Write out the whole listing again so that each line matches the original.

* * *

//! One span per request, closed with its status and latency.

use std::time::Instant;

use axum::{body::Body, http::Request, middleware::Next, response::Response};
use tracing::{Instrument, Span, debug, field, info, info_span, warn};

use super::request_id::RequestId;

/// Wraps the request in an `http_request` span.
///
/// Expects [`request_id_middleware`](super::request_id_middleware) to run
/// outside this one; without it the span's `request_id` stays empty.
pub async fn logging_middleware(request: Request<Body>, next: Next) -> Response {
    let span = info_span!(
        "http_request",
        method = %request.method(),
        path = %request.uri().path(),
        request_id = field::Empty,
        status = field::Empty,
        latency_ms = field::Empty,
    );
    if let Some(id) = request.extensions().get::<RequestId>() {
        span.record("request_id", id.as_str());
    }

    let started = Instant::now();
    async move {
        debug!("Request received");
        let response = next.run(request).await;

        let status = response.status();
        let current = Span::current();
        current.record("status", status.as_u16());
        current.record("latency_ms", started.elapsed().as_millis() as u64);

        if status.is_server_error() {
            warn!("Request failed");
        } else {
            info!("Request completed");
        }
        response
    }
    .instrument(span)
    .await
}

* * *

_Expected answer_:
//! One span per request, closed with its status and latency.

use std::time::Instant;

use axum::{body::Body, http::Request, middleware::Next, response::Response};
use tracing::{Instrument, Span, debug, field, info, info_span, warn};

use super::request_id::RequestId;

/// Wraps the request in an `http_request` span.
///
/// Expects [`request_id_middleware`](super::request_id_middleware) to run
/// outside this one; without it the span's `request_id` stays empty.
pub async fn logging_middleware(request: Request<Body>, next: Next) -> Response {
    let span = info_span!(
        "http_request",
        method = %request.method(),
        path = %request.uri().path(),
        request_id = field::Empty,
        status = field::Empty,
        latency_ms = field::Empty,
    );
    if let Some(id) = request.extensions().get::<RequestId>() {
        span.record("request_id", id.as_str());
    }

    let started = Instant::now();
    async move {
        debug!("Request received");
        let response = next.run(request).await;

        let status = response.status();
        let current = Span::current();
        current.record("status", status.as_u16());
        current.record("latency_ms", started.elapsed().as_millis() as u64);

        if status.is_server_error() {
            warn!("Request failed");
        } else {
            info!("Request completed");
        }
        response
    }
    .instrument(span)
    .await
}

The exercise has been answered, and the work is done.